Would you output the whole of the data exactly?

Material for this task:
^^^^^^^^^^^^^^^^

// ---------------------------------------------------------------------------
// Tests
// ---------------------------------------------------------------------------

#[cfg(test)]
mod tests {
    use super::*;
    use tempfile::TempDir;

    fn setup() -> (TempDir, Repository) {
        let dir = TempDir::new().unwrap();
        let repo = Repository::init(&dir.path().join("repo")).unwrap();
        (dir, repo)
    }

    fn manager(repo: &Repository) -> LockManager<'_> {
        LockManager::new(repo, &LockConfig::default())
    }

    /// A manager whose leases expire immediately.
    fn instant_expiry(repo: &Repository) -> LockManager<'_> {
        LockManager::new(
            repo,
            &LockConfig {
                lease_secs: 0,
                clock_skew_ms: 30_000,
            },
        )
    }

    #[test]
    fn acquire_then_status_held() {
        let (_dir, repo) = setup();
        let locks = manager(&repo);
        let main = WorktreeName::main();

        let record = locks.acquire(&main, "testing").unwrap();
        assert_eq!(record.fencing_token, 1);
        assert!(matches!(locks.status(&main).unwrap(), LockStatus::Held(_)));
    }

    #[test]
    fn acquire_on_held_lock_conflicts() {
        let (_dir, repo) = setup();
        let locks = manager(&repo);
        let main = WorktreeName::main();

        locks.acquire(&main, "first").unwrap();
        let err = locks.acquire(&main, "second").unwrap_err();
        match err {
            JvsError::LockConflict { expired, .. } => assert!(!expired),
            other => panic!("expected LockConflict, got {other:?}"),
        }
    }

    #[test]
    fn acquire_on_expired_lock_hints_steal() {
        let (_dir, repo) = setup();
        let main = WorktreeName::main();
        instant_expiry(&repo).acquire(&main, "short").unwrap();

        let err = manager(&repo).acquire(&main, "next").unwrap_err();
        match err {
            JvsError::LockConflict { expired, .. } => assert!(expired),
            other => panic!("expected LockConflict, got {other:?}"),
        }
    }

    #[test]
    fn steal_requires_expired_lease() {
        let (_dir, repo) = setup();
        let locks = manager(&repo);
        let main = WorktreeName::main();

        locks.acquire(&main, "live").unwrap();
        let err = locks.steal(&main, "impatient").unwrap_err();
        assert_eq!(err.code(), "E_LOCK_CONFLICT");
    }

    #[test]
    fn steal_increments_fencing_token() {
        let (_dir, repo) = setup();
        let main = WorktreeName::main();
        let old = instant_expiry(&repo).acquire(&main, "victim").unwrap();

        let locks = manager(&repo);
        let new = locks.steal(&main, "takeover").unwrap();
        assert_eq!(new.fencing_token, old.fencing_token + 1);
        assert_ne!(new.holder_nonce, old.holder_nonce);
        assert_ne!(new.session_id, old.session_id);

        // The old token is now fenced off.
        let err = locks.validate_fencing(&main, old.fencing_token).unwrap_err();
        assert_eq!(err.code(), "E_FENCING_MISMATCH");
        locks.validate_fencing(&main, new.fencing_token).unwrap();
    }

    #[test]
    fn token_is_monotone_across_release_and_reacquire() {
        let (_dir, repo) = setup();
        let main = WorktreeName::main();

        let first = instant_expiry(&repo).acquire(&main, "one").unwrap();
        let stolen = manager(&repo).steal(&main, "two").unwrap();
        assert_eq!(stolen.fencing_token, first.fencing_token + 1);

        manager(&repo).release(&main, &stolen.holder_nonce).unwrap();
        let again = manager(&repo).acquire(&main, "three").unwrap();
        assert!(
            again.fencing_token >= stolen.fencing_token,
            "token decreased: {} < {}",
            again.fencing_token,
            stolen.fencing_token
        );
    }

    #[test]
    fn renew_extends_only_for_holder() {
        let (_dir, repo) = setup();
        let locks = manager(&repo);
        let main = WorktreeName::main();

        let record = locks.acquire(&main, "holder").unwrap();
        let renewed = locks.renew(&main, &record.holder_nonce).unwrap();
        assert!(renewed.expires_at >= record.expires_at);
        assert_eq!(renewed.fencing_token, record.fencing_token);

        let err = locks.renew(&main, "wrong-nonce").unwrap_err();
        assert_eq!(err.code(), "E_LOCK_NOT_HELD");
    }

    #[test]
    fn renew_expired_lease_fails() {
        let (_dir, repo) = setup();
        let main = WorktreeName::main();
        let record = instant_expiry(&repo).acquire(&main, "gone").unwrap();

        let err = manager(&repo)
            .renew(&main, &record.holder_nonce)
            .unwrap_err();
        assert_eq!(err.code(), "E_LOCK_EXPIRED");
    }

    #[test]
    fn release_is_idempotent_and_nonce_checked() {
        let (_dir, repo) = setup();
        let locks = manager(&repo);
        let main = WorktreeName::main();

        // Missing lock: no-op success.
        locks.release(&main, "whatever").unwrap();

        let record = locks.acquire(&main, "holder").unwrap();
        let err = locks.release(&main, "intruder").unwrap_err();
        assert_eq!(err.code(), "E_LOCK_NOT_HELD");

        locks.release(&main, &record.holder_nonce).unwrap();
        assert_eq!(locks.status(&main).unwrap(), LockStatus::Free);
        // Session sidecar went with it.
        assert!(locks.load_session(&main).is_none());
    }

    #[test]
    fn validate_fencing_without_lock_fails() {
        let (_dir, repo) = setup();
        let err = manager(&repo)
            .validate_fencing(&WorktreeName::main(), 1)
            .unwrap_err();
        assert_eq!(err.code(), "E_LOCK_NOT_HELD");
    }

    #[test]
    fn clock_skew_is_detected() {
        let (_dir, repo) = setup();
        let locks = manager(&repo);
        let main = WorktreeName::main();

        let mut record = locks.acquire(&main, "skewed").unwrap();
        // Forge a record acquired one hour in the future.
        record.acquired_at = timeutil::format_rfc3339_ms(timeutil::now_ms() + 3_600_000);
        let bytes = serde_json::to_vec_pretty(&record).unwrap();
        std::fs::write(repo.lock_path(&main), bytes).unwrap();

        let err = locks.validate_fencing(&main, record.fencing_token).unwrap_err();
        assert_eq!(err.code(), "E_CLOCK_SKEW_EXCEEDED");
    }

    #[test]
    fn session_continuity_resumes_hold() {
        let (_dir, repo) = setup();
        let locks = manager(&repo);
        let main = WorktreeName::main();

        let (first, acquired) = locks.hold(&main, "op one").unwrap();
        assert!(acquired);
        // Second hold resumes via the sidecar instead of conflicting.
        let (second, acquired) = locks.hold(&main, "op two").unwrap();
        assert!(!acquired);
        assert_eq!(second.session_id, first.session_id);
        assert_eq!(second.fencing_token, first.fencing_token);
    }

    #[test]
    fn lock_on_missing_worktree_fails() {
        let (_dir, repo) = setup();
        let err = manager(&repo)
            .acquire(&WorktreeName::new("ghost").unwrap(), "nope")
            .unwrap_err();
        assert_eq!(err.code(), "E_WORKTREE_NOT_FOUND");
    }
}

^^^^^^^^^^^^^^^^

Response below:
// ---------------------------------------------------------------------------
// Tests
// ---------------------------------------------------------------------------

#[cfg(test)]
mod tests {
    use super::*;
    use tempfile::TempDir;

    fn setup() -> (TempDir, Repository) {
        let dir = TempDir::new().unwrap();
        let repo = Repository::init(&dir.path().join("repo")).unwrap();
        (dir, repo)
    }

    fn manager(repo: &Repository) -> LockManager<'_> {
        LockManager::new(repo, &LockConfig::default())
    }

    /// A manager whose leases expire immediately.
    fn instant_expiry(repo: &Repository) -> LockManager<'_> {
        LockManager::new(
            repo,
            &LockConfig {
                lease_secs: 0,
                clock_skew_ms: 30_000,
            },
        )
    }

    #[test]
    fn acquire_then_status_held() {
        let (_dir, repo) = setup();
        let locks = manager(&repo);
        let main = WorktreeName::main();

        let record = locks.acquire(&main, "testing").unwrap();
        assert_eq!(record.fencing_token, 1);
        assert!(matches!(locks.status(&main).unwrap(), LockStatus::Held(_)));
    }

    #[test]
    fn acquire_on_held_lock_conflicts() {
        let (_dir, repo) = setup();
        let locks = manager(&repo);
        let main = WorktreeName::main();

        locks.acquire(&main, "first").unwrap();
        let err = locks.acquire(&main, "second").unwrap_err();
        match err {
            JvsError::LockConflict { expired, .. } => assert!(!expired),
            other => panic!("expected LockConflict, got {other:?}"),
        }
    }

    #[test]
    fn acquire_on_expired_lock_hints_steal() {
        let (_dir, repo) = setup();
        let main = WorktreeName::main();
        instant_expiry(&repo).acquire(&main, "short").unwrap();

        let err = manager(&repo).acquire(&main, "next").unwrap_err();
        match err {
            JvsError::LockConflict { expired, .. } => assert!(expired),
            other => panic!("expected LockConflict, got {other:?}"),
        }
    }

    #[test]
    fn steal_requires_expired_lease() {
        let (_dir, repo) = setup();
        let locks = manager(&repo);
        let main = WorktreeName::main();

        locks.acquire(&main, "live").unwrap();
        let err = locks.steal(&main, "impatient").unwrap_err();
        assert_eq!(err.code(), "E_LOCK_CONFLICT");
    }

    #[test]
    fn steal_increments_fencing_token() {
        let (_dir, repo) = setup();
        let main = WorktreeName::main();
        let old = instant_expiry(&repo).acquire(&main, "victim").unwrap();

        let locks = manager(&repo);
        let new = locks.steal(&main, "takeover").unwrap();
        assert_eq!(new.fencing_token, old.fencing_token + 1);
        assert_ne!(new.holder_nonce, old.holder_nonce);
        assert_ne!(new.session_id, old.session_id);

        // The old token is now fenced off.
        let err = locks.validate_fencing(&main, old.fencing_token).unwrap_err();
        assert_eq!(err.code(), "E_FENCING_MISMATCH");
        locks.validate_fencing(&main, new.fencing_token).unwrap();
    }

    #[test]
    fn token_is_monotone_across_release_and_reacquire() {
        let (_dir, repo) = setup();
        let main = WorktreeName::main();

        let first = instant_expiry(&repo).acquire(&main, "one").unwrap();
        let stolen = manager(&repo).steal(&main, "two").unwrap();
        assert_eq!(stolen.fencing_token, first.fencing_token + 1);

        manager(&repo).release(&main, &stolen.holder_nonce).unwrap();
        let again = manager(&repo).acquire(&main, "three").unwrap();
        assert!(
            again.fencing_token >= stolen.fencing_token,
            "token decreased: {} < {}",
            again.fencing_token,
            stolen.fencing_token
        );
    }

    #[test]
    fn renew_extends_only_for_holder() {
        let (_dir, repo) = setup();
        let locks = manager(&repo);
        let main = WorktreeName::main();

        let record = locks.acquire(&main, "holder").unwrap();
        let renewed = locks.renew(&main, &record.holder_nonce).unwrap();
        assert!(renewed.expires_at >= record.expires_at);
        assert_eq!(renewed.fencing_token, record.fencing_token);

        let err = locks.renew(&main, "wrong-nonce").unwrap_err();
        assert_eq!(err.code(), "E_LOCK_NOT_HELD");
    }

    #[test]
    fn renew_expired_lease_fails() {
        let (_dir, repo) = setup();
        let main = WorktreeName::main();
        let record = instant_expiry(&repo).acquire(&main, "gone").unwrap();

        let err = manager(&repo)
            .renew(&main, &record.holder_nonce)
            .unwrap_err();
        assert_eq!(err.code(), "E_LOCK_EXPIRED");
    }

    #[test]
    fn release_is_idempotent_and_nonce_checked() {
        let (_dir, repo) = setup();
        let locks = manager(&repo);
        let main = WorktreeName::main();

        // Missing lock: no-op success.
        locks.release(&main, "whatever").unwrap();

        let record = locks.acquire(&main, "holder").unwrap();
        let err = locks.release(&main, "intruder").unwrap_err();
        assert_eq!(err.code(), "E_LOCK_NOT_HELD");

        locks.release(&main, &record.holder_nonce).unwrap();
        assert_eq!(locks.status(&main).unwrap(), LockStatus::Free);
        // Session sidecar went with it.
        assert!(locks.load_session(&main).is_none());
    }

    #[test]
    fn validate_fencing_without_lock_fails() {
        let (_dir, repo) = setup();
        let err = manager(&repo)
            .validate_fencing(&WorktreeName::main(), 1)
            .unwrap_err();
        assert_eq!(err.code(), "E_LOCK_NOT_HELD");
    }

    #[test]
    fn clock_skew_is_detected() {
        let (_dir, repo) = setup();
        let locks = manager(&repo);
        let main = WorktreeName::main();

        let mut record = locks.acquire(&main, "skewed").unwrap();
        // Forge a record acquired one hour in the future.
        record.acquired_at = timeutil::format_rfc3339_ms(timeutil::now_ms() + 3_600_000);
        let bytes = serde_json::to_vec_pretty(&record).unwrap();
        std::fs::write(repo.lock_path(&main), bytes).unwrap();

        let err = locks.validate_fencing(&main, record.fencing_token).unwrap_err();
        assert_eq!(err.code(), "E_CLOCK_SKEW_EXCEEDED");
    }

    #[test]
    fn session_continuity_resumes_hold() {
        let (_dir, repo) = setup();
        let locks = manager(&repo);
        let main = WorktreeName::main();

        let (first, acquired) = locks.hold(&main, "op one").unwrap();
        assert!(acquired);
        // Second hold resumes via the sidecar instead of conflicting.
        let (second, acquired) = locks.hold(&main, "op two").unwrap();
        assert!(!acquired);
        assert_eq!(second.session_id, first.session_id);
        assert_eq!(second.fencing_token, first.fencing_token);
    }

    #[test]
    fn lock_on_missing_worktree_fails() {
        let (_dir, repo) = setup();
        let err = manager(&repo)
            .acquire(&WorktreeName::new("ghost").unwrap(), "nope")
            .unwrap_err();
        assert_eq!(err.code(), "E_WORKTREE_NOT_FOUND");
    }
}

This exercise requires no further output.